#### Data records ####

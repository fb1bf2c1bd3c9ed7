use std::any::Any;
use std::path::Path;
use std::sync::mpsc::Receiver;

use crate::config::WindowHints;
use crate::error::{SessionError, SessionResult};
use crate::traits::{Backend, GraphicsContext, NativeWindow, Timer};

use super::backbuffer::{Backbuffer, BackbufferSlot};
use super::callbacks::{
    CallbackRegistry, CharCallback, CursorPosCallback, DropCallback, KeyCallback,
    MouseButtonCallback, ResizeCallback, ScrollCallback,
};
use super::events::{PlatformEvent, WindowKey};
use super::extent::ClientSize;
use super::icon::WindowIcon;
use super::input::{InputSnapshot, InputState, KeyCode, MouseButton};
use super::presenter::{PresentPath, Presenter};
use super::runtime::Runtime;
use super::translator::{translate, EventTarget};

/// One native window plus everything the host drives through it.
///
/// Created by [`Runtime::create_session`]. After [`destroy`](Self::destroy)
/// (or drop) every query returns a zero/default value and every command is
/// a no-op.
pub struct WindowSession<W: NativeWindow> {
    window: Option<W>,
    context: Option<W::Context>,
    events: Receiver<PlatformEvent>,
    input: InputState,
    callbacks: CallbackRegistry,
    backbuffer: BackbufferSlot<W::Surface>,
    presenter: Presenter,
    close_requested: bool,
    client_size: ClientSize,
    hints: WindowHints,
    follow_resize: bool,
    user_data: Option<Box<dyn Any>>,
}

impl<W: NativeWindow> WindowSession<W> {
    pub(crate) fn new(
        window: W,
        context: Option<W::Context>,
        events: Receiver<PlatformEvent>,
        hints: WindowHints,
    ) -> Self {
        let client_size = window.client_size();
        Self {
            window: Some(window),
            context,
            events,
            input: InputState::new(),
            callbacks: CallbackRegistry::new(),
            backbuffer: BackbufferSlot::new(),
            presenter: Presenter::new(),
            close_requested: false,
            client_size,
            hints,
            follow_resize: true,
            user_data: None,
        }
    }

    // --- Events ---

    /// Pump the platform, then dispatch every event routed to this window
    pub fn poll_events<B, T>(&mut self, runtime: &mut Runtime<B, T>) -> usize
    where
        B: Backend<Window = W>,
        T: Timer,
    {
        runtime.poll_events();
        self.dispatch_pending()
    }

    /// Dispatch events already routed to this window; returns how many ran
    pub fn dispatch_pending(&mut self) -> usize {
        let Some(window) = self.window.as_mut() else {
            // Drain so nothing lingers for a dead window
            self.events.try_iter().for_each(drop);
            return 0;
        };

        let mut target = EventTarget {
            window,
            context: self.context.as_mut(),
            input: &mut self.input,
            callbacks: &mut self.callbacks,
            backbuffer: &mut self.backbuffer,
            close_requested: &mut self.close_requested,
            client_size: &mut self.client_size,
            report_key_release: self.hints.report_key_release,
            backbuffer_follows_resize: self.follow_resize,
        };

        let mut count = 0;
        for event in self.events.try_iter() {
            translate(event, &mut target);
            count += 1;
        }
        count
    }

    pub fn should_close(&self) -> bool {
        self.close_requested
    }

    pub fn set_should_close(&mut self, value: bool) {
        self.close_requested = value;
    }

    // --- Window ---

    pub fn key(&self) -> Option<WindowKey> {
        self.window.as_ref().map(NativeWindow::key)
    }

    pub fn window(&self) -> Option<&W> {
        self.window.as_ref()
    }

    pub fn is_destroyed(&self) -> bool {
        self.window.is_none()
    }

    /// Live client-area size in physical pixels
    pub fn framebuffer_size(&self) -> ClientSize {
        self.window
            .as_ref()
            .map_or(ClientSize::default(), NativeWindow::client_size)
    }

    pub fn width(&self) -> u32 {
        self.framebuffer_size().width
    }

    pub fn height(&self) -> u32 {
        self.framebuffer_size().height
    }

    /// Size as of the last processed resize event
    pub fn last_reported_size(&self) -> ClientSize {
        self.client_size
    }

    pub fn position(&self) -> (i32, i32) {
        self.window.as_ref().map_or((0, 0), NativeWindow::position)
    }

    pub fn set_position(&mut self, x: i32, y: i32) {
        if let Some(window) = self.window.as_mut() {
            window.set_position(x, y);
        }
    }

    /// Screen position of the client area's top-left corner
    pub fn client_origin(&self) -> (i32, i32) {
        self.window.as_ref().map_or((0, 0), NativeWindow::client_origin)
    }

    pub fn set_title(&mut self, title: &str) {
        if let Some(window) = self.window.as_mut() {
            window.set_title(title);
        }
    }

    /// Load an image file and use it as the window icon
    pub fn set_icon(&mut self, path: impl AsRef<Path>) -> SessionResult<()> {
        let window = self.window.as_mut().ok_or(SessionError::Destroyed)?;
        let icon = WindowIcon::load(path)?;
        window.set_icon(icon)
    }

    /// Hide (true) or restore (false) the OS title bar and borders
    pub fn set_custom_title_bar(&mut self, enabled: bool) {
        if let Some(window) = self.window.as_mut() {
            window.set_decorations(!enabled);
            self.hints.custom_title_bar = enabled;
        }
    }

    pub fn minimize(&mut self) {
        if let Some(window) = self.window.as_mut() {
            window.set_minimized(true);
        }
    }

    pub fn maximize(&mut self) {
        if let Some(window) = self.window.as_mut() {
            window.set_maximized(true);
        }
    }

    pub fn restore(&mut self) {
        if let Some(window) = self.window.as_mut() {
            window.set_minimized(false);
            window.set_maximized(false);
        }
    }

    pub fn refresh_rate(&self) -> Option<u32> {
        self.window.as_ref().and_then(NativeWindow::refresh_rate_hz)
    }

    // --- Input ---

    pub fn input(&self) -> &InputState {
        &self.input
    }

    pub fn snapshot(&self) -> InputSnapshot {
        self.input.snapshot()
    }

    pub fn key_down(&self, code: KeyCode) -> bool {
        self.input.is_key_down(code)
    }

    /// Button by polling index: 0 = left, 1 = middle, 2 = right
    pub fn mouse_button(&self, index: usize) -> bool {
        MouseButton::from_index(index).is_some_and(|button| self.input.is_mouse_down(button))
    }

    pub fn cursor_position(&self) -> (f64, f64) {
        self.input.cursor_position()
    }

    /// Cursor in screen coordinates, from the client origin and the last move
    pub fn global_cursor_position(&self) -> (f64, f64) {
        let (ox, oy) = self.client_origin();
        let (x, y) = self.input.cursor_position();
        (ox as f64 + x, oy as f64 + y)
    }

    /// Warp the cursor to client coordinates
    pub fn set_cursor_position(&mut self, x: f64, y: f64) -> bool {
        self.window
            .as_mut()
            .is_some_and(|window| window.set_cursor_position(x, y))
    }

    pub fn set_cursor_visible(&mut self, visible: bool) {
        if let Some(window) = self.window.as_mut() {
            window.set_cursor_visible(visible);
        }
    }

    // --- Callbacks ---

    pub fn callbacks_mut(&mut self) -> &mut CallbackRegistry {
        &mut self.callbacks
    }

    pub fn set_key_callback(&mut self, callback: Option<KeyCallback>) -> Option<KeyCallback> {
        self.callbacks.set_key(callback)
    }

    pub fn set_char_callback(&mut self, callback: Option<CharCallback>) -> Option<CharCallback> {
        self.callbacks.set_char(callback)
    }

    pub fn set_mouse_button_callback(
        &mut self,
        callback: Option<MouseButtonCallback>,
    ) -> Option<MouseButtonCallback> {
        self.callbacks.set_mouse_button(callback)
    }

    pub fn set_cursor_pos_callback(
        &mut self,
        callback: Option<CursorPosCallback>,
    ) -> Option<CursorPosCallback> {
        self.callbacks.set_cursor_pos(callback)
    }

    pub fn set_scroll_callback(&mut self, callback: Option<ScrollCallback>) -> Option<ScrollCallback> {
        self.callbacks.set_scroll(callback)
    }

    pub fn set_drop_callback(&mut self, callback: Option<DropCallback>) -> Option<DropCallback> {
        self.callbacks.set_drop(callback)
    }

    pub fn set_resize_callback(&mut self, callback: Option<ResizeCallback>) -> Option<ResizeCallback> {
        self.callbacks.set_resize(callback)
    }

    // --- Backbuffer ---

    /// Create (or reuse) the software backbuffer.
    ///
    /// Non-positive dimensions take the current client size, or 1 when that
    /// is also empty. Returns `None` if allocation failed; the slot is then
    /// empty.
    pub fn create_backbuffer(&mut self, width: i32, height: i32) -> Option<&mut Backbuffer<W::Surface>> {
        let window = self.window.as_mut()?;
        let size = ClientSize::resolve(width, height, window.client_size());
        self.backbuffer.ensure(size, |s| window.create_surface(s))
    }

    /// Whether resizes recreate the backbuffer at the new client size (default on).
    ///
    /// Turned off, the buffer keeps its size and presents are stretched.
    pub fn set_backbuffer_follows_resize(&mut self, follow: bool) {
        self.follow_resize = follow;
    }

    pub fn backbuffer_follows_resize(&self) -> bool {
        self.follow_resize
    }

    pub fn backbuffer(&self) -> Option<&Backbuffer<W::Surface>> {
        self.backbuffer.get()
    }

    pub fn backbuffer_mut(&mut self) -> Option<&mut Backbuffer<W::Surface>> {
        self.backbuffer.get_mut()
    }

    pub fn destroy_backbuffer(&mut self) -> bool {
        self.backbuffer.destroy()
    }

    /// Blit (or stretch) the backbuffer onto the window
    pub fn present_backbuffer(&mut self) -> PresentPath {
        let client = self.framebuffer_size();
        self.presenter.present(&mut self.backbuffer, client)
    }

    // --- Hardware context ---

    pub fn graphics(&self) -> Option<&W::Context> {
        self.context.as_ref()
    }

    pub fn graphics_mut(&mut self) -> Option<&mut W::Context> {
        self.context.as_mut()
    }

    pub fn make_context_current(&mut self) -> bool {
        let size = self.framebuffer_size();
        self.context
            .as_mut()
            .is_some_and(|context| context.make_current(size))
    }

    /// Present the hardware frame using the runtime's swap interval
    pub fn swap_buffers<B: Backend, T: Timer>(&mut self, runtime: &Runtime<B, T>) -> bool {
        let interval = runtime.swap_interval();
        self.context
            .as_mut()
            .is_some_and(|context| context.swap_buffers(interval))
    }

    pub fn extension_supported(&self, name: &str) -> bool {
        self.context
            .as_ref()
            .is_some_and(|context| context.extension_supported(name))
    }

    // --- User data ---

    /// Attach host data; returns whatever was attached before
    pub fn set_user_data<T: Any>(&mut self, data: T) -> Option<Box<dyn Any>> {
        self.user_data.replace(Box::new(data))
    }

    pub fn user_data<T: Any>(&self) -> Option<&T> {
        self.user_data.as_ref().and_then(|data| data.downcast_ref())
    }

    pub fn user_data_mut<T: Any>(&mut self) -> Option<&mut T> {
        self.user_data.as_mut().and_then(|data| data.downcast_mut())
    }

    pub fn take_user_data(&mut self) -> Option<Box<dyn Any>> {
        self.user_data.take()
    }

    // --- Teardown ---

    /// Release everything in order: backbuffer, context, context surface,
    /// window. Returns false if already destroyed.
    pub fn destroy(&mut self) -> bool {
        let Some(window) = self.window.take() else {
            return false;
        };
        let key = window.key();

        self.backbuffer.destroy();
        if let Some(mut context) = self.context.take() {
            context.detach();
            context.release_surface();
        }
        window.destroy();

        self.callbacks.clear();
        self.user_data = None;
        self.client_size = ClientSize::default();
        self.input = InputState::new();

        log::debug!("session {:?} destroyed", key);
        true
    }
}

impl<W: NativeWindow> Drop for WindowSession<W> {
    fn drop(&mut self) {
        self.destroy();
    }
}

impl<W: NativeWindow> std::fmt::Debug for WindowSession<W> {
    fn fmt(&self, f: &mut std::fmt::Formatter<'_>) -> std::fmt::Result {
        f.debug_struct("WindowSession")
            .field("key", &self.key())
            .field("client_size", &self.client_size)
            .field("close_requested", &self.close_requested)
            .field("backbuffer", &self.backbuffer.size())
            .field("has_context", &self.context.is_some())
            .finish()
    }
}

####

### Assigned task
Check each line above for the string "KeyCode" and show the ones that have it.

### Final answer
use super::input::{InputSnapshot, InputState, KeyCode, MouseButton};
    pub fn key_down(&self, code: KeyCode) -> bool {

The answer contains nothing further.